Certains kits ELISA compétitifs comprennent un antigène lié à une enzyme au lieu d'un anticorps lié à une enzyme. L'antigène marqué entre en compétition avec l'antigène de l'échantillon (non marqué) pour les sites de fixation de l'anticorps primaire. Moins il y a d'antigène dans l'échantillon, plus l'antigène marqué est retenu dans le puits et plus le signal est fort.
ELISA inverse
Le test ELISA inverse n'utilise pas de plaques à puits, mais laisse les antigènes en suspension dans le liquide de test. Le test ELISA inverse mesure la quantité d'anticorps liés à l'antigène. Il a été développé spécifiquement pour détecter et étudier la protéine d'enveloppe du virus du Nil occidental et la façon dont elle est capable de trouver des anticorps spécifiques au virus.
Quels sont les marqueurs enzymatiques utilisés pour le test ELISA ?
La liste ci-dessous présente les marqueurs enzymatiques les plus couramment utilisés dans les tests ELISA, qui permettent de mesurer les résultats du test une fois celui-ci terminé.
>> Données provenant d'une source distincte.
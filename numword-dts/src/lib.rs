pub mod lexer;
pub mod parser;
pub mod compiler;
pub mod error;

pub use compiler::{BehaviorDefinition, Compiler, NUM_WORD_COMPATIBLE};
pub use error::DtsError;

use std::fs::read_to_string;
use std::path::Path;

use numword_core::engine::InstanceRegistry;
use numword_core::{Host, NumWordEngine};

/// Parse devicetree source and compile every num-word behavior in it
pub fn compile_dts(input: &str) -> Result<Vec<BehaviorDefinition>, DtsError> {
    let mut parser = parser::Parser::new(input);
    let ast = parser.parse()?;

    let compiler = Compiler::new();
    compiler.compile(ast)
}

pub fn compile_dts_file(input_path: &Path) -> Result<Vec<BehaviorDefinition>, DtsError> {
    let input = read_to_string(input_path)?;
    compile_dts(&input)
}

/// Register compiled behaviors at their slots
pub fn build_registry(definitions: &[BehaviorDefinition]) -> Result<InstanceRegistry, DtsError> {
    let mut builder = InstanceRegistry::builder(definitions.len());
    for definition in definitions {
        builder.register(definition.slot, definition.config.clone())?;
    }
    Ok(builder.build())
}

/// Compile a devicetree file straight into a ready engine
pub fn load_engine<H: Host>(input_path: &Path, host: H) -> Result<NumWordEngine<H>, DtsError> {
    let definitions = compile_dts_file(input_path)?;
    Ok(NumWordEngine::new(build_registry(&definitions)?, host))
}
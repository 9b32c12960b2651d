//! Events delivered by the firmware event bus

use crate::types::{Keycode, ModFlags};

/// A key usage was pressed or released
#[derive(Debug, Clone, PartialEq, Eq)]
pub struct KeycodeStateChanged {
    pub usage_page: u16,
    pub keycode: u32,
    /// Modifiers applied by behaviors; listeners may add bits while the event is in flight
    pub implicit_modifiers: ModFlags,
    pub explicit_modifiers: ModFlags,
    /// `true` on press
    pub state: bool,
    pub timestamp: i64,
}

impl KeycodeStateChanged {
    /// Creates an event from a keycode; wrapped modifiers become implicit modifiers
    pub fn new(keycode: Keycode, pressed: bool, timestamp: i64) -> Self {
        Self {
            usage_page: keycode.page,
            keycode: keycode.id,
            implicit_modifiers: keycode.mods,
            explicit_modifiers: ModFlags::empty(),
            state: pressed,
            timestamp,
        }
    }

    pub fn pressed(keycode: Keycode) -> Self {
        Self::new(keycode, true, 0)
    }

    pub fn released(keycode: Keycode) -> Self {
        Self::new(keycode, false, 0)
    }
}

/// Events this module can be subscribed to. Only keycode changes are acted upon.
#[derive(Debug, Clone, PartialEq, Eq)]
pub enum Event {
    KeycodeStateChanged(KeycodeStateChanged),
    PositionStateChanged { position: u32, pressed: bool, timestamp: i64 },
}

impl Event {
    pub fn as_keycode_state_changed_mut(&mut self) -> Option<&mut KeycodeStateChanged> {
        match self {
            Event::KeycodeStateChanged(ev) => Some(ev),
            _ => None,
        }
    }
}

impl From<KeycodeStateChanged> for Event {
    fn from(ev: KeycodeStateChanged) -> Self {
        Event::KeycodeStateChanged(ev)
    }
}

/// What a listener tells the event bus after handling an event
#[derive(Debug, Clone, Copy, PartialEq, Eq)]
pub enum EventResult {
    /// Continue delivering to later listeners
    Bubble,
    /// Stop delivery; the listener consumed the event
    Handled,
}

/// What a behavior tells the binding dispatcher after a press or release
#[derive(Debug, Clone, Copy, PartialEq, Eq)]
pub enum BehaviorResult {
    /// The binding was handled; nothing falls through to lower layers
    Opaque,
    /// Fall through to the binding on the next active layer
    Transparent,
}
mod ast;
mod parser;

pub use ast::*;
pub use parser::Parser;
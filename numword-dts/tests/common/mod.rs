#![allow(dead_code)]

/// A keymap with one num-word behavior, as a board config would declare it
pub const BASIC_KEYMAP: &str = r#"
#include <behaviors.dtsi>
#include <dt-bindings/zmk/keys.h>

/ {
    behaviors {
        num_word: num_word {
            compatible = "zmk,behavior-num-word";
            label = "NUM_WORD";
            #binding-cells = <0>;
            layers = <2>;
            continue-list = <BSPC DEL DOT COMMA PLUS MINUS STAR FSLH EQUAL>;
            ignore-numbers;
        };
    };

    keymap {
        compatible = "zmk,keymap";
        default_layer {
            bindings = <&kp A &num_word>;
        };
    };
};
"#;

/// Wraps behavior nodes in a root and `behaviors` node
pub fn behaviors(body: &str) -> String {
    format!("/ {{\n    behaviors {{\n{}\n    }};\n}};\n", body)
}
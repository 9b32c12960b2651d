use bitflags::bitflags;
use std::collections::HashMap;
use std::fmt;

bitflags! {
    /// HID modifier byte, one bit per modifier key.
    #[derive(Default, Debug, Clone, Copy, PartialEq, Eq, Hash)]
    pub struct ModFlags: u8 {
        const LCTL = 0b0000_0001;
        const LSFT = 0b0000_0010;
        const LALT = 0b0000_0100;
        const LGUI = 0b0000_1000;
        const RCTL = 0b0001_0000;
        const RSFT = 0b0010_0000;
        const RALT = 0b0100_0000;
        const RGUI = 0b1000_0000;
    }
}

impl ModFlags {
    /// Modifier applied by a keycode wrapper such as `LS(..)` or `RA(..)`.
    pub fn from_wrapper(name: &str) -> Option<Self> {
        match name {
            "LC" => Some(Self::LCTL),
            "LS" => Some(Self::LSFT),
            "LA" => Some(Self::LALT),
            "LG" => Some(Self::LGUI),
            "RC" => Some(Self::RCTL),
            "RS" => Some(Self::RSFT),
            "RA" => Some(Self::RALT),
            "RG" => Some(Self::RGUI),
            _ => None,
        }
    }

    /// Wrapper name for a single modifier bit, the inverse of [`ModFlags::from_wrapper`].
    pub fn wrapper_name(self) -> Option<&'static str> {
        WRAPPERS
            .iter()
            .find(|(_, flag)| *flag == self)
            .map(|(name, _)| *name)
    }
}

const WRAPPERS: [(&str, ModFlags); 8] = [
    ("LC", ModFlags::LCTL),
    ("LS", ModFlags::LSFT),
    ("LA", ModFlags::LALT),
    ("LG", ModFlags::LGUI),
    ("RC", ModFlags::RCTL),
    ("RS", ModFlags::RSFT),
    ("RA", ModFlags::RALT),
    ("RG", ModFlags::RGUI),
];

impl fmt::Display for ModFlags {
    fn fmt(&self, f: &mut fmt::Formatter<'_>) -> fmt::Result {
        if self.is_empty() {
            return f.write_str("none");
        }
        let names: Vec<&str> = self.iter_names().map(|(name, _)| name).collect();
        f.write_str(&names.join("|"))
    }
}

/// Builds the `MOD_*` constant table used by configuration sources
pub fn create_mod_map() -> HashMap<&'static str, ModFlags> {
    let mut map = HashMap::new();

    map.insert("MOD_LCTL", ModFlags::LCTL);
    map.insert("MOD_LSFT", ModFlags::LSFT);
    map.insert("MOD_LALT", ModFlags::LALT);
    map.insert("MOD_LGUI", ModFlags::LGUI);
    map.insert("MOD_RCTL", ModFlags::RCTL);
    map.insert("MOD_RSFT", ModFlags::RSFT);
    map.insert("MOD_RALT", ModFlags::RALT);
    map.insert("MOD_RGUI", ModFlags::RGUI);

    map
}

#[cfg(test)]
mod tests {
    use super::*;

    #[test]
    fn test_wrapper_round_trip() {
        for (name, flag) in WRAPPERS {
            assert_eq!(ModFlags::from_wrapper(name), Some(flag));
            assert_eq!(flag.wrapper_name(), Some(name));
        }
        assert_eq!(ModFlags::from_wrapper("XX"), None);
        assert_eq!((ModFlags::LSFT | ModFlags::LCTL).wrapper_name(), None);
    }

    #[test]
    fn test_display() {
        assert_eq!(ModFlags::empty().to_string(), "none");
        assert_eq!((ModFlags::LCTL | ModFlags::LSFT).to_string(), "LCTL|LSFT");
    }

    #[test]
    fn test_mod_map_bits() {
        let map = create_mod_map();
        assert_eq!(map.len(), 8);
        assert_eq!(map["MOD_LSFT"].bits(), 0x02);
        assert_eq!(map["MOD_RGUI"].bits(), 0x80);
    }
}
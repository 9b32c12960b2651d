//! Capabilities the num-word engine consumes from the surrounding firmware

use log::debug;

use crate::engine::classify;
use crate::types::ModFlags;

/// Keymap layer control, addressed by layer index
pub trait Keymap {
    fn layer_activate(&mut self, layer: u8);
    fn layer_deactivate(&mut self, layer: u8);
}

/// Read access to the HID modifier state
pub trait HidState {
    /// Modifiers the user is currently holding
    fn explicit_mods(&self) -> ModFlags;

    /// Whether a usage is a modifier key (shift/ctrl/alt/gui)
    fn is_mod(&self, usage_page: u16, usage_id: u32) -> bool {
        classify::is_modifier(usage_page, usage_id)
    }
}

/// Everything the engine needs from its host
pub trait Host: Keymap + HidState {}

impl<T: Keymap + HidState> Host for T {}

/// In-memory host used for simulation and testing
///
/// Layers are kept as a 32-bit mask with layer 0 (the default layer) always on.
#[derive(Debug, Clone)]
pub struct VirtualHost {
    layer_state: u32,
    explicit_mods: ModFlags,
    layer_log: Vec<LayerChange>,
}

/// A recorded call into [`Keymap`]
#[derive(Debug, Clone, Copy, PartialEq, Eq)]
pub enum LayerChange {
    Activated(u8),
    Deactivated(u8),
}

impl Default for VirtualHost {
    fn default() -> Self {
        Self::new()
    }
}

impl VirtualHost {
    pub fn new() -> Self {
        Self {
            layer_state: 1,
            explicit_mods: ModFlags::empty(),
            layer_log: Vec::new(),
        }
    }

    /// Check if a layer is active
    pub fn is_layer_active(&self, layer: u8) -> bool {
        layer < 32 && self.layer_state & (1 << layer) != 0
    }

    /// Active layer indices, lowest first
    pub fn active_layers(&self) -> Vec<u8> {
        (0..32).filter(|layer| self.is_layer_active(*layer)).collect()
    }

    /// Set the modifiers reported as physically held
    pub fn set_explicit_mods(&mut self, mods: ModFlags) {
        self.explicit_mods = mods;
    }

    /// Every layer call received so far, oldest first
    pub fn layer_log(&self) -> &[LayerChange] {
        &self.layer_log
    }
}

impl Keymap for VirtualHost {
    fn layer_activate(&mut self, layer: u8) {
        self.layer_log.push(LayerChange::Activated(layer));
        if layer < 32 {
            self.layer_state |= 1 << layer;
        } else {
            debug!("Layer {} outside the virtual layer mask, only logged", layer);
        }
    }

    fn layer_deactivate(&mut self, layer: u8) {
        self.layer_log.push(LayerChange::Deactivated(layer));
        // The default layer cannot be turned off
        if layer > 0 && layer < 32 {
            self.layer_state &= !(1 << layer);
        }
    }
}

impl HidState for VirtualHost {
    fn explicit_mods(&self) -> ModFlags {
        self.explicit_mods
    }
}
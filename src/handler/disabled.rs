//! Handler used when the RPC protocol is turned off.

use crate::handler::HandlerError;
use crate::net::connection::Connection;
use crate::observability::metrics;

/// Closes every connection it is given. Lifecycle calls succeed and do nothing.
#[derive(Debug, Clone, Copy, Default)]
pub struct DisabledHandler;

impl DisabledHandler {
    pub fn new() -> Self {
        Self
    }

    /// Close `conn` right away. Never waits.
    pub fn handle(&self, conn: Connection) {
        tracing::error!(
            connection_id = %conn.id(),
            peer_addr = %conn.peer_addr(),
            "RPC connection opened but RPC is disabled, closing"
        );
        metrics::record_disabled_connection();
        drop(conn);
    }

    pub fn run<E>(&self) -> Result<(), HandlerError<E>> {
        Ok(())
    }

    pub fn shutdown<E>(&self) -> Result<(), HandlerError<E>> {
        Ok(())
    }
}
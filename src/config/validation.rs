//! Configuration validation.
//!
//! # Responsibilities
//! - Semantic validation (serde handles syntactic)
//! - Validate value ranges (intervals > 0, addresses parse)
//!
//! # Design Decisions
//! - Returns all validation errors, not just first
//! - Validation is pure function: MuxConfig → Result<(), Vec<ValidationError>>
//! - Runs before config is accepted into the system

use std::net::SocketAddr;

use thiserror::Error;

use crate::config::schema::MuxConfig;

const LOG_LEVELS: [&str; 5] = ["trace", "debug", "info", "warn", "error"];

/// Label keys the usage reporter sets itself.
pub const RESERVED_LABELS: [&str; 2] = ["datacenter", "namespace"];

#[derive(Debug, Clone, PartialEq, Eq, Error)]
pub enum ValidationError {
    #[error("{field}: invalid socket address {value:?}")]
    InvalidAddress { field: &'static str, value: String },

    #[error("{field} must be greater than zero")]
    Zero { field: &'static str },

    #[error("usage.datacenter must not be empty")]
    EmptyDatacenter,

    #[error("usage.labels: {0:?} is set by the reporter and cannot be overridden")]
    ReservedLabel(String),

    #[error("observability.log_level: unknown level {0:?}")]
    UnknownLogLevel(String),
}

pub fn validate_config(config: &MuxConfig) -> Result<(), Vec<ValidationError>> {
    let mut errors = Vec::new();

    if config.listener.bind_address.parse::<SocketAddr>().is_err() {
        errors.push(ValidationError::InvalidAddress {
            field: "listener.bind_address",
            value: config.listener.bind_address.clone(),
        });
    }
    if config.listener.max_connections == 0 {
        errors.push(ValidationError::Zero {
            field: "listener.max_connections",
        });
    }
    if config.listener.classify_timeout_secs == 0 {
        errors.push(ValidationError::Zero {
            field: "listener.classify_timeout_secs",
        });
    }
    if config.rpc.request_timeout_secs == 0 {
        errors.push(ValidationError::Zero {
            field: "rpc.request_timeout_secs",
        });
    }

    if config.usage.enabled {
        if config.usage.datacenter.trim().is_empty() {
            errors.push(ValidationError::EmptyDatacenter);
        }
        if config.usage.reporting_interval_secs == 0 {
            errors.push(ValidationError::Zero {
                field: "usage.reporting_interval_secs",
            });
        }
        for key in config.usage.labels.keys() {
            if RESERVED_LABELS.contains(&key.as_str()) {
                errors.push(ValidationError::ReservedLabel(key.clone()));
            }
        }
    }

    if !LOG_LEVELS.contains(&config.observability.log_level.as_str()) {
        errors.push(ValidationError::UnknownLogLevel(
            config.observability.log_level.clone(),
        ));
    }
    if config.observability.metrics_enabled
        && config
            .observability
            .metrics_address
            .parse::<SocketAddr>()
            .is_err()
    {
        errors.push(ValidationError::InvalidAddress {
            field: "observability.metrics_address",
            value: config.observability.metrics_address.clone(),
        });
    }

    if errors.is_empty() {
        Ok(())
    } else {
        Err(errors)
    }
}
//! Configuration loading from disk.

use std::fs;
use std::path::Path;

use crate::config::schema::MuxConfig;
use crate::config::validation::{validate_config, ValidationError};

/// Error type for configuration loading.
#[derive(Debug)]
pub enum ConfigError {
    Io(std::io::Error),
    Parse(toml::de::Error),
    Validation(Vec<ValidationError>),
}

impl std::fmt::Display for ConfigError {
    fn fmt(&self, f: &mut std::fmt::Formatter<'_>) -> std::fmt::Result {
        match self {
            ConfigError::Io(e) => write!(f, "IO error: {}", e),
            ConfigError::Parse(e) => write!(f, "Parse error: {}", e),
            ConfigError::Validation(errors) => {
                write!(f, "Validation failed: ")?;
                for (i, err) in errors.iter().enumerate() {
                    if i > 0 {
                        write!(f, ", ")?;
                    }
                    write!(f, "{}", err)?;
                }
                Ok(())
            }
        }
    }
}

impl std::error::Error for ConfigError {}

/// Parse and validate configuration from TOML text.
pub fn parse_config(content: &str) -> Result<MuxConfig, ConfigError> {
    let config: MuxConfig = toml::from_str(content).map_err(ConfigError::Parse)?;

    validate_config(&config).map_err(ConfigError::Validation)?;

    Ok(config)
}

/// Load and validate configuration from a TOML file.
pub fn load_config(path: &Path) -> Result<MuxConfig, ConfigError> {
    let content = fs::read_to_string(path).map_err(ConfigError::Io)?;
    parse_config(&content)
}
- L'OPD (dihydrochlorure d'o-phénylènediamine) devient ambré pour détecter la HRP (peroxydase de raifort), qui est souvent utilisée comme protéine conjuguée.
- TMB (3,3′,5,5′-tétraméthylbenzidine) vire au bleu lors de la détection de la HRP et au jaune après l'ajout d'acide sulfurique ou phosphorique.
- ABTS (2,2′-Le sel d'azinobis [3-éthylbenzothiazoline-6-sulfonique]-diammonium vire au vert lors de la détection de l'HRP.
- Le PNPP (p-Nitrophenyl Phosphate, Disodium Salt) devient jaune lors de la détection de la phosphatase alcaline.